Zuma, exonerado em 2005 por suspeita de corrupção, já liderou o Conselho Nacional da Aids, responsável por campanhas governamentais de combate à síndrome que mata cerca de 1.000 pessoas por dia no país. A África do Sul tem a maior população infectada do mundo, cerca de 6 milhões de pessoas. “Ele passa aos jovens a impressão muito errada de que no sexo sem proteção os riscos são pequenos”, disse Nokhwezi Hoboyi, uma porta-voz da Campanha de Ação no Tratamento. “A única coisa que sabemos que protege na relação com uma pessoa HIV-positiva é o uso correto e contínuo da camisinha”, lembrou Helen Rees, da Universidade do Witwatersrand, acrescentando: “É crítico que pessoas em posição de liderança apóiem essa mensagem”.

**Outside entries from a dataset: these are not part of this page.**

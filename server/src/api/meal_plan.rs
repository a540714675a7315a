//! Meal plan endpoints: the week grid, cell assignment, and AI week
//! suggestions.

use axum::extract::{Query, State};
use axum::http::StatusCode;
use axum::response::{IntoResponse, Response};
use axum::routing::{get, post};
use axum::{Json, Router};
use chrono::NaiveDate;
use serde::Deserialize;
use utoipa::{IntoParams, OpenApi, ToSchema};

use larder_core::ai::{self, MealSuggestion};
use larder_core::meal_plan::{self, DayPlan, SlotCell};
use larder_core::models::PlannedMeal;
use larder_core::{pantry, recipes};

use crate::api::{ai_error, core_error, require_ai};
use crate::{get_conn, AppState};

#[derive(OpenApi)]
#[openapi(
    paths(week, set_meal, clear_meal, suggest),
    components(schemas(DayPlan, SlotCell, PlannedMeal, SetMealRequest, ClearMealRequest, SuggestRequest, MealSuggestion))
)]
pub struct ApiDoc;

pub fn router() -> Router<AppState> {
    Router::new()
        .route("/week", get(week))
        .route("/set", post(set_meal))
        .route("/clear", post(clear_meal))
        .route("/suggest", post(suggest))
}

#[derive(Debug, Deserialize, IntoParams)]
pub struct WeekQuery {
    /// Any date inside the wanted week; defaults to today. The grid starts
    /// on the Monday on or before it.
    pub date: Option<NaiveDate>,
}

#[utoipa::path(
    get,
    path = "/api/meal-plan/week",
    tag = "meal_plan",
    params(WeekQuery),
    responses((status = 200, description = "Full 7-day grid, every slot present", body = Vec<DayPlan>))
)]
pub async fn week(State(state): State<AppState>, Query(query): Query<WeekQuery>) -> Response {
    let start = meal_plan::week_start(query.date);
    let mut conn = get_conn!(state);
    match meal_plan::get_week(&mut conn, start) {
        Ok(grid) => Json(grid).into_response(),
        Err(e) => core_error(e),
    }
}

#[derive(Debug, Deserialize, ToSchema)]
pub struct SetMealRequest {
    pub date: NaiveDate,
    pub slot: String,
    pub recipe_id: Option<i32>,
    #[serde(default = "default_servings")]
    pub servings: i32,
    pub notes: Option<String>,
}

fn default_servings() -> i32 {
    1
}

#[utoipa::path(
    post,
    path = "/api/meal-plan/set",
    tag = "meal_plan",
    request_body = SetMealRequest,
    responses((status = 204, description = "Cell assigned or replaced"))
)]
pub async fn set_meal(
    State(state): State<AppState>,
    Json(request): Json<SetMealRequest>,
) -> Response {
    let mut conn = get_conn!(state);
    match meal_plan::set_meal(
        &mut conn,
        request.date,
        &request.slot,
        request.recipe_id,
        request.servings,
        request.notes.as_deref(),
    ) {
        Ok(()) => StatusCode::NO_CONTENT.into_response(),
        Err(e) => core_error(e),
    }
}

#[derive(Debug, Deserialize, ToSchema)]
pub struct ClearMealRequest {
    pub date: NaiveDate,
    pub slot: String,
}

#[utoipa::path(
    post,
    path = "/api/meal-plan/clear",
    tag = "meal_plan",
    request_body = ClearMealRequest,
    responses((status = 204, description = "Cell cleared; clearing an empty cell is a no-op"))
)]
pub async fn clear_meal(
    State(state): State<AppState>,
    Json(request): Json<ClearMealRequest>,
) -> Response {
    let mut conn = get_conn!(state);
    match meal_plan::clear_meal(&mut conn, request.date, &request.slot) {
        Ok(()) => StatusCode::NO_CONTENT.into_response(),
        Err(e) => core_error(e),
    }
}

#[derive(Debug, Deserialize, ToSchema)]
pub struct SuggestRequest {
    #[serde(default)]
    pub preferences: String,
}

#[utoipa::path(
    post,
    path = "/api/meal-plan/suggest",
    tag = "meal_plan",
    request_body = SuggestRequest,
    responses(
        (status = 200, description = "Suggested meals for the week", body = Vec<MealSuggestion>),
        (status = 503, description = "AI not configured", body = crate::api::ErrorResponse)
    )
)]
pub async fn suggest(
    State(state): State<AppState>,
    Json(request): Json<SuggestRequest>,
) -> Response {
    let provider = match require_ai(&state) {
        Ok(p) => p,
        Err(resp) => return resp,
    };

    let mut conn = get_conn!(state);
    let summary = match pantry::summary(&mut conn) {
        Ok(summary) => summary,
        Err(e) => return core_error(e),
    };
    let saved = match recipes::get_all(&mut conn) {
        Ok(saved) => saved.into_iter().map(|r| r.recipe).collect::<Vec<_>>(),
        Err(e) => return core_error(e),
    };

    match ai::suggest_week(provider.as_ref(), &summary, &saved, &request.preferences).await {
        Ok(suggestions) => Json(suggestions).into_response(),
        Err(e) => ai_error(e),
    }
}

As frases podem parecer óbvias, mas são urgentes no país. O próprio presidente Thabo Mbeki pôs em dúvida a relação entre o HIV e a aids, além de dizer que nunca conheceu ninguém que tenha morrido vítima do vírus. Em pesquisa feita em 2005 pelo Conselho de Pesquisa em Ciências Humanas, 66% das pessoas não se consideravam sob risco de infecção - mais da metade dos que tiveram teste positivo para HIV responderam assim. Há ainda a resistência cultural ao preservativo: “Não se come banana com casca”, disse uma mãe de quatro filhos que se uniu diante do tribunal a outros que dizem que a acusação de estupro é parte de um plano político.